Srx appears to be the only known protein capable of catalyzing sulfinic acid reduction; in mammals, Sestrins were also reported to have such activity (9), but a re-examination of their enzymatic properties did not confirm this finding (38). Srx sulfinic reductase activity is dedicated to overoxidized 2-Cys Prxs, and is not known to use any other substrate (39). In yeast, plants, and mammals, a unique gene encodes Srx.
In an effort to understand why are 2-Cys Prx enzymes reversibly inactivated by overoxidation by their substrate, and to gain knowledge of the in vivo functions of mammalian Srx, we generated a mouse line with a null deletion of the Srx-encoding Srxn1 gene. We report here the description of this knockout mouse line. We show that, surprisingly, loss of Srx does not produce any overt phenotype under laboratory growth conditions. Reactive oxygen species (ROS) are thought to have crucial effects during sepsis by both regulating immune cell activation and contributing to tissue injury (1, 22, 26, 36). Further, mice lacking Prx2 (44), Prx3 (25), or the oxidative stress response-regulator NRF2 (34) share the phenotype of a decreased tolerance to sepsis. As Prxs sulfinylation and its reactivation by Srx1 might become important for either mitigating peroxide stress and/or regulating peroxide signaling, we explored the tolerance of srxn1 −/− mice to lipopolysaccharide (LPS)-induced endotoxic shock. We show that loss of Srx causes an abnormal response to LPS, amplifying the innate immune response and decreasing the tolerance to endotoxic shock. Srx1 thus adds to Prx2, Prx3, and NRF2 as host factors that by regulating cellular ROS levels act as important modifiers in the pathogenesis of sepsis.
Materials and Methods
Generation of Srx−/− mice
A 3.7 kb fragment 5′ to exon 2 of the Sxrn1 gene locus was polymerase chain reaction (PCR)-amplified from mouse genomic DNA and cloned between the Nhe1 and EcoR1 sites of PSJ4. Downstream to this fragment, a PCR-amplified 3.4 kb genomic fragment 3′ to exon 2 was inserted between the Not1 and Xho1 sites. A 2.1 kb fragment containing a Neomycin-resistance cassette (Neo) was then subcloned at the Not1 site of PSJ4 to generate the targeting vector (Fig. 1A).
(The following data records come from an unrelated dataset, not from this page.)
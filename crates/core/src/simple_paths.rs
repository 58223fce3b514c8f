use std::hash::Hash;
use std::iter::FusedIterator;

use super::graph::{DirectedGraph, NodeId};

/// Cursor over the successors of one node on the DFS stack.
struct Frame<'g> {
    successors: &'g [NodeId],
    cursor: usize,
}

impl<'g> Frame<'g> {
    fn new(successors: &'g [NodeId]) -> Self {
        Self {
            successors,
            cursor: 0,
        }
    }

    fn next_child(&mut self) -> Option<NodeId> {
        let child = self.successors.get(self.cursor).copied()?;
        self.cursor += 1;
        Some(child)
    }
}

/// Visited nodes in visiting order, with O(1) membership.
struct Visited {
    order: Vec<NodeId>,
    members: Vec<bool>,
}

impl Visited {
    fn new(num_nodes: usize) -> Self {
        Self {
            order: Vec::new(),
            members: vec![false; num_nodes],
        }
    }

    fn add(&mut self, node: NodeId) {
        self.members[node] = true;
        self.order.push(node);
    }

    fn contains(&self, node: NodeId) -> bool {
        self.members[node]
    }

    fn pop(&mut self) {
        if let Some(node) = self.order.pop() {
            self.members[node] = false;
        }
    }

    fn len(&self) -> usize {
        self.order.len()
    }
}

/// Lazy enumeration of the simple paths between two vertices.
///
/// Created by [`all_simple_paths`]. Each call to `next` resumes the
/// depth-first search where the previous path was found; dropping the
/// iterator abandons the search.
pub struct SimplePaths<'g, V> {
    graph: &'g DirectedGraph<V>,
    target: NodeId,
    cutoff: usize,
    stack: Vec<Frame<'g>>,
    visited: Visited,
}

/// Enumerates every simple path from `from` to `to`.
///
/// The search descends while fewer than `cutoff` vertices are on the current
/// path. Once `cutoff` vertices are on it, the last vertex's successors are
/// only checked for a direct hop to `to`, so a yielded path has at most
/// `cutoff + 1` vertices.
///
/// Nothing is yielded when `cutoff` is zero, when `from == to`, or when either
/// vertex is not in the graph.
pub fn all_simple_paths<'g, V>(
    graph: &'g DirectedGraph<V>,
    from: &V,
    to: &V,
    cutoff: usize,
) -> SimplePaths<'g, V>
where
    V: Clone + Eq + Hash,
{
    let mut visited = Visited::new(graph.node_count());
    let mut stack = Vec::new();
    let mut target = 0;

    if let (Some(source), Some(to)) = (graph.node_id(from), graph.node_id(to)) {
        target = to;
        if cutoff > 0 && source != target {
            visited.add(source);
            stack.push(Frame::new(graph.successor_ids(source)));
        }
    }

    SimplePaths {
        graph,
        target,
        cutoff,
        stack,
        visited,
    }
}

impl<V: Clone> SimplePaths<'_, V> {
    fn emit(&self) -> Vec<V> {
        self.visited
            .order
            .iter()
            .chain([&self.target])
            .map(|&id| self.graph.vertex(id).clone())
            .collect()
    }
}

/// Outcome of one [`SimplePaths::step`].
#[derive(Debug, Clone, PartialEq, Eq)]
pub enum Step<V> {
    /// The step completed a path.
    Found(Vec<V>),
    /// The step moved the search without completing a path.
    Searching,
    /// The search space is exhausted.
    Exhausted,
}

impl<V: Clone> SimplePaths<'_, V> {
    /// Advances the depth-first search by one edge or one backtrack.
    ///
    /// `next` loops over this until a path is found. Driving the search step
    /// by step lets a caller stop between two steps even when no path is
    /// coming.
    pub fn step(&mut self) -> Step<V> {
        let Some(frame) = self.stack.last_mut() else {
            return Step::Exhausted;
        };

        let Some(child) = frame.next_child() else {
            self.stack.pop();
            self.visited.pop();
            return Step::Searching;
        };

        if self.visited.len() < self.cutoff {
            if self.visited.contains(child) {
                return Step::Searching;
            }
            if child == self.target {
                // No need to descend past the target.
                return Step::Found(self.emit());
            }
            self.visited.add(child);
            self.stack.push(Frame::new(self.graph.successor_ids(child)));
            Step::Searching
        } else {
            // Depth limit reached: look one hop ahead for the target only.
            let hit =
                frame.successors.contains(&self.target) && !self.visited.contains(self.target);
            let path = hit.then(|| self.emit());
            self.stack.pop();
            self.visited.pop();
            path.map_or(Step::Searching, Step::Found)
        }
    }
}

impl<V: Clone> Iterator for SimplePaths<'_, V> {
    type Item = Vec<V>;

    fn next(&mut self) -> Option<Self::Item> {
        loop {
            match self.step() {
                Step::Found(path) => return Some(path),
                Step::Searching => {}
                Step::Exhausted => return None,
            }
        }
    }
}

impl<V: Clone> FusedIterator for SimplePaths<'_, V> {}
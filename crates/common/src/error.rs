use thiserror::Error;

#[derive(Debug, Clone, PartialEq, Eq, Error)]
pub enum Error {
    /// No negative cycle is reachable from the requested source vertex.
    #[error("negative cycle not found")]
    NotFound,

    /// A caller-supplied argument does not satisfy the operation's precondition,
    /// e.g. rotating a path to start at a vertex it does not contain.
    #[error("invalid argument: {0}")]
    InvalidArgument(String),
}

pub type Result<T> = std::result::Result<T, Error>;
The vector was introduced into AT-1 mouse embryonic stem (ES) cells (a derivative of 129Sv) (a gift from M. Vernet) (8) by electroporation, and G-418-resistant recombinants containing the mutated allele in one of the Srxn1 loci were identified by Southern blot and PCR (Fig. 1A). ES recombinant clones were injected into blastocysts embryos of C57BL/6 mice to produce chimeric mice, which were subsequently bred with C57BL/6 mice to produce F1 Srxn1+/− heterozygotes. These F1 mice were either mated with each other to produce F2 Srxn1 −/− homozygote mice or were further backcrossed with C57BL/6. One Srxn1 −/− mouse line was established after both four and seven backcrosses. DNA genotyping was performed on mouse-tail biopsies by Southern blot using a 949 kb NheI to HindIII probe spanning Srxn1 exon 1 (Fig. 1A, B), and by reverse transcription-PCR using primers P1, P2, P3, and P4 (Fig. 1A, C). All mice were fed with standard mouse chow and houses in a pathogen-free facility. Animal procedures complied with the guidelines of the French ethics committee for animal research.

Cell cultures
Mouse embryo fibroblast cultures were established by harvesting embryos at embryonic day 13. Head and liver were removed. The remaining embryonic tissue was torn with scissors in phosphate-buffered saline (PBS) containing trypsin (GIBCO–Invitrogen), and incubated 5 min at 37°C. The cells in the supernatant were plated in Dulbecco's modified Eagle's medium + 10% fetal calf serum (FCS), 1% glutamine, 1% penicillin and streptomycin (GIBCO–Invitrogen), and cultured at 37°C in 5% CO2. Cultures were passed 1:3 after reaching confluence and frozen in liquid nitrogen in DMSO + 10% FCS. Cultures were discarded after reaching passage 7. Mouse bone morrow-derived macrophages (BMDMs) were established as described (13), and grown in RPMI + 10% FCS, 2 mM glutamine, and 10% L-929-derived conditioned medium.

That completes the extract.